■ Collected data:

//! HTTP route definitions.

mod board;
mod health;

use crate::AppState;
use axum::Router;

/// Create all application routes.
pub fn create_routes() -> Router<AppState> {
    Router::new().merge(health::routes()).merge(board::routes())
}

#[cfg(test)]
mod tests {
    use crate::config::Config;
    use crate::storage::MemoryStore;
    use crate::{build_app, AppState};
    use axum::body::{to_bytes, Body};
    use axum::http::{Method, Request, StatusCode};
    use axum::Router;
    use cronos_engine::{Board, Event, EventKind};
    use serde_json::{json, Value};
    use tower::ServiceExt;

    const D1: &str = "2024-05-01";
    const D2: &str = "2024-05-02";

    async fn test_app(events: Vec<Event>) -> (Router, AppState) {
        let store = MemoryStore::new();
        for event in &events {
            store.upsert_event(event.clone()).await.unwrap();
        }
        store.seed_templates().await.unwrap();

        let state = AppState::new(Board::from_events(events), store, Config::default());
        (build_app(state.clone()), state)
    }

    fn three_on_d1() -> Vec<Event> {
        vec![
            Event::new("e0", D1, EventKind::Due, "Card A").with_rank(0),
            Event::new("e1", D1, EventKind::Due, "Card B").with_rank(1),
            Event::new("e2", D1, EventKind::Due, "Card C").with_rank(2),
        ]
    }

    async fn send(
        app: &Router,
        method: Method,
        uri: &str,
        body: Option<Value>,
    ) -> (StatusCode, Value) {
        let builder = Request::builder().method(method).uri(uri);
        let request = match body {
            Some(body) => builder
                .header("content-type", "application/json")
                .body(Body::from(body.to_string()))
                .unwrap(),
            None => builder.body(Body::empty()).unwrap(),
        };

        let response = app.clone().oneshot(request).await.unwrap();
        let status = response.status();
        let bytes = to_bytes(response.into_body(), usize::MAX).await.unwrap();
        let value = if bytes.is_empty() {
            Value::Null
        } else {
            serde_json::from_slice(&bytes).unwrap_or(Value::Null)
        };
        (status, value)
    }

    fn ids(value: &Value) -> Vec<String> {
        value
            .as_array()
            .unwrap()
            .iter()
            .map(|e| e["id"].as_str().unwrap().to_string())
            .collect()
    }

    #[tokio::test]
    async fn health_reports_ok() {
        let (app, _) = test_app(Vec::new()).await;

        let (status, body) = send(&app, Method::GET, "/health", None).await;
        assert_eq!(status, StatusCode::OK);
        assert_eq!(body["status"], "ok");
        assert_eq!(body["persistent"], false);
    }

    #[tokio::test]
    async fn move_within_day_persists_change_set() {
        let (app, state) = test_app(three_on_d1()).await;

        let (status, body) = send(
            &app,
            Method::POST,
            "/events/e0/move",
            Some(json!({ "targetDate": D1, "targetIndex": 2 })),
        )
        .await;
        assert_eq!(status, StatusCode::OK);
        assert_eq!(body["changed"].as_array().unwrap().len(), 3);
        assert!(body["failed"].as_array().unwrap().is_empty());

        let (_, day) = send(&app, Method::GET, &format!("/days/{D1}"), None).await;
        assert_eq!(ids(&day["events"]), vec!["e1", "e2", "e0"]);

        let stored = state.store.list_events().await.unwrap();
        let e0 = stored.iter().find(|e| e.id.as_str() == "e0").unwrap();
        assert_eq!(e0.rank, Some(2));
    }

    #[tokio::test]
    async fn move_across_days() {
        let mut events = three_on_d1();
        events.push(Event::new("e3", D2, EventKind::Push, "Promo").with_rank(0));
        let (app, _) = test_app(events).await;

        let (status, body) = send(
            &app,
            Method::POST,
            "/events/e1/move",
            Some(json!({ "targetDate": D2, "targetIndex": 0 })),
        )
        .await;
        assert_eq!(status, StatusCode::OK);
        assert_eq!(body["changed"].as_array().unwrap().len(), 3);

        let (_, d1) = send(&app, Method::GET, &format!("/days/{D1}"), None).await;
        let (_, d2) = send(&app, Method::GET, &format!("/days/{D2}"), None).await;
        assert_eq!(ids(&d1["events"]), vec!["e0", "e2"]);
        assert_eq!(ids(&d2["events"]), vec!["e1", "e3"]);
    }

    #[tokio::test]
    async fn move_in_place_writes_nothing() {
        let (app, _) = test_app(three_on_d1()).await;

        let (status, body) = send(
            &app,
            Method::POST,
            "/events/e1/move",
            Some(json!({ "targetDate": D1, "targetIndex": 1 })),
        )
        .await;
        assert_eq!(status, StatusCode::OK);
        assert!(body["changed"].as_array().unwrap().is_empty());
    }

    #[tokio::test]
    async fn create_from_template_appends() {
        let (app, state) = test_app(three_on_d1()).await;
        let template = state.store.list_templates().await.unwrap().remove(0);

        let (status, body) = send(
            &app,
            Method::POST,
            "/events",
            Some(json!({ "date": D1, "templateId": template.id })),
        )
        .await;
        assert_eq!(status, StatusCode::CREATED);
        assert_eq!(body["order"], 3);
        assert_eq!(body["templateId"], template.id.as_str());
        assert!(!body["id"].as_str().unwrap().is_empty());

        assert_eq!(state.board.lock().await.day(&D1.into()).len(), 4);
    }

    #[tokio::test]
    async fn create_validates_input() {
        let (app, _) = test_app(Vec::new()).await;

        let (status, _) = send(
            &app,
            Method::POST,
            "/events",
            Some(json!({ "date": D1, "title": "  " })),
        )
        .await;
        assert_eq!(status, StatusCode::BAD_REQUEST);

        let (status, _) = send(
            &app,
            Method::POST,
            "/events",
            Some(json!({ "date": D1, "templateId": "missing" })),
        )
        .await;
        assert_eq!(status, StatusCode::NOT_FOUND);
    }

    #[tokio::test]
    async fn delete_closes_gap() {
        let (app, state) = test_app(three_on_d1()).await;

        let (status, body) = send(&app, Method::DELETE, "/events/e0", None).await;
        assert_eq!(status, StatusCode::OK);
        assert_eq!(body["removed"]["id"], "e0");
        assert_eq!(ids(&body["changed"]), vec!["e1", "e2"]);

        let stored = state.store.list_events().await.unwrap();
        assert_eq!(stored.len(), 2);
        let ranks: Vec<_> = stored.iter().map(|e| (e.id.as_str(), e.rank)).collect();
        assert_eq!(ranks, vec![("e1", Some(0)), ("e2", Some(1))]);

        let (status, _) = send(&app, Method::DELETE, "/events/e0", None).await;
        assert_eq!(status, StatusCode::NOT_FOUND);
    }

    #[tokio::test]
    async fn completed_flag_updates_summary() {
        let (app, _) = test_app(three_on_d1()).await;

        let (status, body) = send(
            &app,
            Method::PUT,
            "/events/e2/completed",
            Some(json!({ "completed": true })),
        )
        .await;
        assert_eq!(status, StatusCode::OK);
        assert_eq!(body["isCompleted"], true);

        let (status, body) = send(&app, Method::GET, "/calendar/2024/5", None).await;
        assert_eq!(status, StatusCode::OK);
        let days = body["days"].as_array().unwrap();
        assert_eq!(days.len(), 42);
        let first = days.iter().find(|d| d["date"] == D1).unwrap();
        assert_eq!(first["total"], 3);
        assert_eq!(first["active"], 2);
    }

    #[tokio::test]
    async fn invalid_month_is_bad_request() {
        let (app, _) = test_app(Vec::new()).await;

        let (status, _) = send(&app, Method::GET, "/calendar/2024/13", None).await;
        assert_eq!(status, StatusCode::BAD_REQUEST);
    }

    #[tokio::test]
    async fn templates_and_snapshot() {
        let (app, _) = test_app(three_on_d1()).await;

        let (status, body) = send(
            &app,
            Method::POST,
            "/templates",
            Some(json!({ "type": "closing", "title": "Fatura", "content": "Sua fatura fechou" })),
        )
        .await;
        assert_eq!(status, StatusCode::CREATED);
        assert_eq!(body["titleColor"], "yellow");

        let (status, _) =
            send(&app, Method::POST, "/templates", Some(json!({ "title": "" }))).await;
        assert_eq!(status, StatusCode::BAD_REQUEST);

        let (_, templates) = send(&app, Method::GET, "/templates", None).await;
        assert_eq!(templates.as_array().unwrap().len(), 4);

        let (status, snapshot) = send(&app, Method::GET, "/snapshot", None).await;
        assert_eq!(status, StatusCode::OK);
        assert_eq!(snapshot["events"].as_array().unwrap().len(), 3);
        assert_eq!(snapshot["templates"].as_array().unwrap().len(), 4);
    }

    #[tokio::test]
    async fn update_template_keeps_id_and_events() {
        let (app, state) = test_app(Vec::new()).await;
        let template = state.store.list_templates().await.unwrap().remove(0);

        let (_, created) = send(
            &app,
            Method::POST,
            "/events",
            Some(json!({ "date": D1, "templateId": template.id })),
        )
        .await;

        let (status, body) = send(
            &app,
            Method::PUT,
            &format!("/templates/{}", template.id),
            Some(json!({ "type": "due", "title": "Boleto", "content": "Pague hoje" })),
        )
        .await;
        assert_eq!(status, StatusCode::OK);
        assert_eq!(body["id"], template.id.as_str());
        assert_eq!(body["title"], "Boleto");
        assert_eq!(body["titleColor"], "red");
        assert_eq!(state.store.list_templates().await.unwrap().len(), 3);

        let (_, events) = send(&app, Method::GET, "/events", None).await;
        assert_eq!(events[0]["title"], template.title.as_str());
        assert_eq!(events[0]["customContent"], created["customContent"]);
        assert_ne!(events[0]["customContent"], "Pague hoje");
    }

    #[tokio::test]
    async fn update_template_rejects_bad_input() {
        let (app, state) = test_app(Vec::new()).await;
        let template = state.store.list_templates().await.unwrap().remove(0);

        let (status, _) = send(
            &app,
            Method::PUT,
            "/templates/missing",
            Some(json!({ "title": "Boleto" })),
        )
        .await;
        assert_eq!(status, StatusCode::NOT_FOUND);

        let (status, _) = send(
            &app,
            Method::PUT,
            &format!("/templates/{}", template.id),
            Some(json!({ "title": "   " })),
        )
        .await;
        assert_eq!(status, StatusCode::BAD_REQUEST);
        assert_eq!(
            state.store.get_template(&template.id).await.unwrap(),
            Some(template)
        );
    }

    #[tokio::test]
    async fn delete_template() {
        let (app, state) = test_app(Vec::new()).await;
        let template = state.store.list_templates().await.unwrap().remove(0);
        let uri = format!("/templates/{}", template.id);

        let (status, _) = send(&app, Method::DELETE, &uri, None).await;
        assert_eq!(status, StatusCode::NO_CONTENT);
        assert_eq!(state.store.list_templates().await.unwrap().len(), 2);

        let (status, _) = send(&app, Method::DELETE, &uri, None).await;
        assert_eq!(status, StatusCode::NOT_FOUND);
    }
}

■ PROBLEM: Print, please, the lines above from the very first through the one that holds "store.seed_templates().await.unwrap();", both included, word for word and with nothing else.

■ SOLUTION TO THIS EXERCISE:
//! HTTP route definitions.

mod board;
mod health;

use crate::AppState;
use axum::Router;

/// Create all application routes.
pub fn create_routes() -> Router<AppState> {
    Router::new().merge(health::routes()).merge(board::routes())
}

#[cfg(test)]
mod tests {
    use crate::config::Config;
    use crate::storage::MemoryStore;
    use crate::{build_app, AppState};
    use axum::body::{to_bytes, Body};
    use axum::http::{Method, Request, StatusCode};
    use axum::Router;
    use cronos_engine::{Board, Event, EventKind};
    use serde_json::{json, Value};
    use tower::ServiceExt;

    const D1: &str = "2024-05-01";
    const D2: &str = "2024-05-02";

    async fn test_app(events: Vec<Event>) -> (Router, AppState) {
        let store = MemoryStore::new();
        for event in &events {
            store.upsert_event(event.clone()).await.unwrap();
        }
        store.seed_templates().await.unwrap();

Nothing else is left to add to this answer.